Kepala Subdirektorat II Tindak Pidana Korupsi Komisaris Besar Djoko Purwanto, Kamis (8/10/2015), mengatakan, berkas perkara tersebut sudah dinyatakan lengkap oleh jaksa alias P21. Karena itu, penyidik tinggal melakukan pelimpahan tahap II untuk dilanjutkan ke penuntutan.

“Pekan depan kita limpahkan tahap II,” kata Djoko di Markas Besar Polri, Jakarta. Namun, dia belum bisa memastikan kapan tepatnya pelimpahan itu akan dilakukan.

Dalam pelimpahan tahan II nanti, penyidik akan melimpahkan berkas perkara berikut barang bukti dan tersangka.

Berdasarkan keterangan yang juga sudah diambil oleh penyidik dari sejumlah saksi, dugaan pemerasan makin kuat. Saksi yang dihadirkan oleh penyidik berasal dari saksi di lokasi tempat hiburan termasuk anak buah PN saat penggerebekan terjadi.

Satu aspek terakhir yang membuat PN semakin ditekan dengan pasal pemerasan adalah dia tak mampu menunjukkan surat perintah penggeledahan di Bandung. Tidak hanya itu, barang bukti narkoba yang PN jadikan dasar melakukan pemerasan pun tak bisa ditampilkan saat pemeriksaan

“Barang bukti tak bisa ditunjukkan, surat pemeriksaan terhadap para ‘pemilik’ narkoba pun tak ada,” ujar Djoko.

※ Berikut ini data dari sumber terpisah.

// SPDX-License-Identifier: Apache-2.0

//! Ordered bond option container with insertion-time side effects.
//!
//! Grounded on `nm_setting_bond_add_option` / `nm_setting_bond_remove_option`
//! / `nm_setting_bond_get_option_default` / `_get_option_sort` /
//! `options_equal_asym` in the kernel bonding driver's connection-profile
//! code: the MIIMON/ARP_INTERVAL mutual exclusion, the AD_ACTOR_SYSTEM
//! mode-dependent default, the MODE-first sort, and the INFERRABLE
//! comparison fallbacks all reproduce that logic.

use std::collections::BTreeMap;

use serde::{Deserialize, Serialize};

use super::mode::BondMode;
use super::registry::meta;
use super::validator::validate_option;

/// Controls how two bond settings are compared for equality.
#[derive(Debug, Clone, Copy, PartialEq, Eq)]
pub enum CompareFlags {
    /// Plain structural equality of the stored option maps.
    Exact,
    /// Tolerates drift the running kernel state may introduce: skips
    /// `fail_over_mac`/`active_slave`, and lets `num_grat_arp` /
    /// `num_unsol_na` stand in for each other.
    Inferrable,
}

/// A bond setting's option dictionary.
///
/// Serializes as a flat string-to-string map; the internal sort cache is
/// never part of the public shape.
#[derive(Debug, Clone, Default, Serialize, Deserialize)]
#[serde(transparent)]
pub struct BondSetting {
    options: BTreeMap<String, String>,
    #[serde(skip)]
    sorted_cache: std::cell::RefCell<Option<Vec<String>>>,
}

impl PartialEq for BondSetting {
    fn eq(&self, other: &Self) -> bool {
        self.options == other.options
    }
}

impl Eq for BondSetting {}

impl BondSetting {
    pub fn new() -> Self {
        Self::default()
    }

    /// Inserts `(name, value)`, validating first. Applies the
    /// MIIMON/ARP_INTERVAL mutual-exclusion side effects on success.
    pub fn add_option(
        &mut self,
        name: &str,
        value: &str,
    ) -> Result<(), crate::error::CoreError> {
        if !validate_option(name, Some(value)) {
            return Err(crate::error::CoreError::bond(
                crate::error::ErrorKind::InvalidOption,
                format!("invalid value '{value}' for option '{name}'"),
            ));
        }
        self.options.insert(name.to_string(), value.to_string());
        self.invalidate_cache();

        if name == "miimon" && value != "0" {
            if self.options.remove("arp_interval").is_some() {
                log::debug!("bond: miimon set, dropping arp_interval");
            }
            if self.options.remove("arp_ip_target").is_some() {
                log::debug!("bond: miimon set, dropping arp_ip_target");
            }
        } else if name == "arp_interval" && value != "0" {
            for dropped in ["miimon", "downdelay", "updelay"] {
                if self.options.remove(dropped).is_some() {
                    log::debug!("bond: arp_interval set, dropping {dropped}");
                }
            }
        }
        log::debug!("bond: option '{name}' set to '{value}'");
        Ok(())
    }

    /// Removes `name` if recognised and present. Returns whether a
    /// removal actually happened.
    pub fn remove_option(
        &mut self,
        name: &str,
    ) -> Result<bool, crate::error::CoreError> {
        if !validate_option(name, None) {
            return Err(crate::error::CoreError::bond(
                crate::error::ErrorKind::InvalidOption,
                format!("'{name}' is not a recognised bond option"),
            ));
        }
        let removed = self.options.remove(name).is_some();
        if removed {
            self.invalidate_cache();
            log::debug!("bond: option '{name}' removed");
        }
        Ok(removed)
    }

    pub fn option(&self, name: &str) -> Option<&str> {
        self.options.get(name).map(String::as_str)
    }

    pub fn num_options(&self) -> usize {
        self.options.len()
    }

    /// Replaces the whole option map in one step, bypassing the
    /// per-insert side effects, so callers reconstructing a setting
    /// from an external source can reach states the incremental API
    /// cannot. Every entry is still validated.
    pub fn load_from_map(
        &mut self,
        map: BTreeMap<String, String>,
    ) -> Result<(), crate::error::CoreError> {
        for (name, value) in &map {
            if !validate_option(name, Some(value)) {
                return Err(crate::error::CoreError::bond(
                    crate::error::ErrorKind::InvalidOption,
                    format!("invalid value '{value}' for option '{name}'"),
                ));
            }
        }
        self.options = map;
        self.invalidate_cache();
        Ok(())
    }

    /// Deterministic iteration order: `mode` first, then lexicographic.
    /// Stable across calls with no intervening mutation.
    pub fn iter_sorted(&self) -> Vec<(String, String)> {
        let mut cache = self.sorted_cache.borrow_mut();
        if cache.is_none() {
            let mut names: Vec<String> = self.options.keys().cloned().collect();
            names.sort_by(|a, b| match (a.as_str(), b.as_str()) {
                ("mode", "mode") => std::cmp::Ordering::Equal,
                ("mode", _) => std::cmp::Ordering::Less,
                (_, "mode") => std::cmp::Ordering::Greater,
                _ => a.cmp(b),
            });
            *cache = Some(names);
        }
        cache
            .as_ref()
            .unwrap()
            .iter()
            .map(|n| (n.clone(), self.options.get(n).cloned().unwrap()))
            .collect()
    }

    fn invalidate_cache(&mut self) {
        *self.sorted_cache.borrow_mut() = None;
    }

    /// The effective default for `name`, accounting for `ad_actor_system`'s
    /// mode-dependent default of `00:00:00:00:00:00` when the bond is in
    /// LACP mode, and `""` otherwise.
    pub fn option_default(&self, name: &str) -> Option<&'static str> {
        let entry = meta(name)?;
        if name == "ad_actor_system" {
            let mode = self
                .option("mode")
                .and_then(BondMode::parse)
                .unwrap_or(BondMode::BalanceRr);
            return Some(if mode == BondMode::Lacp {
                "00:00:00:00:00:00"
            } else {
                ""
            });
        }
        Some(entry.default_value)
    }

    /// Structural equality parametrised by [`CompareFlags`].
    pub fn options_equal(&self, other: &Self, flags: CompareFlags) -> bool {
        match flags {
            CompareFlags::Exact => self.options == other.options,
            CompareFlags::Inferrable => {
                self.options_equal_asym(other) && other.options_equal_asym(self)
            }
        }
    }

    fn options_equal_asym(&self, other: &Self) -> bool {
        const SKIPPED: [&str; 2] = ["fail_over_mac", "active_slave"];
        for name in self.options.keys() {
            if SKIPPED.contains(&name.as_str()) {
                continue;
            }
            let ours = self.effective_value(name);
            let theirs = other.effective_value(name);
            if ours != theirs {
                return false;
            }
        }
        true
    }

    /// The value `name` should be compared with under `Inferrable`
    /// equality: the stored value, falling back to the twin field
    /// (`num_grat_arp` <-> `num_unsol_na`), falling back to the default.
    fn effective_value(&self, name: &str) -> Option<String> {
        if let Some(v) = self.option(name) {
            return Some(v.to_string());
        }
        let twin = match name {
            "num_grat_arp" => Some("num_unsol_na"),
            "num_unsol_na" => Some("num_grat_arp"),
            _ => None,
        };
        if let Some(twin) = twin {
            if let Some(v) = self.option(twin) {
                return Some(v.to_string());
            }
        }
        self.option_default(name).map(|s| s.to_string())
    }
}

Penyidik yakin PN melakukan pemerasan. Dugaan perwira Polri ini melakukan aksi pemerasan bersama orang lain masih tetap terbuka. Hal tersebut didasari oleh penyertaan Pasal 55 KUHP dalam tuduhan terhadap PN.

Pasal 55 KUHP berbunyi tentang melakukan tindakan melawan hukum dengan bantuan orang lain.

Sebelumnya PN bertugas di Direktorat Narkotika Badan Reserse Kriminal Polri. Saat sedang melakukan penindakan di sebuah diskotek di Bandung, pemilik diskotek menolak ditangkap dan menjanjikan uang sebesar Rp5 miliar kepada perwira tersebut.

PN diduga telah menerima uang Rp3 miliar dari pemilik diskotek tersebut dan berniat untuk menyelesaikan sisa kesepakatan sebesar Rp 2 miliar. Namun, akhirnya PN diciduk rekan satu institusinya sendiri sebelum sempat menuntaskan perjanjian dengan sang bandar.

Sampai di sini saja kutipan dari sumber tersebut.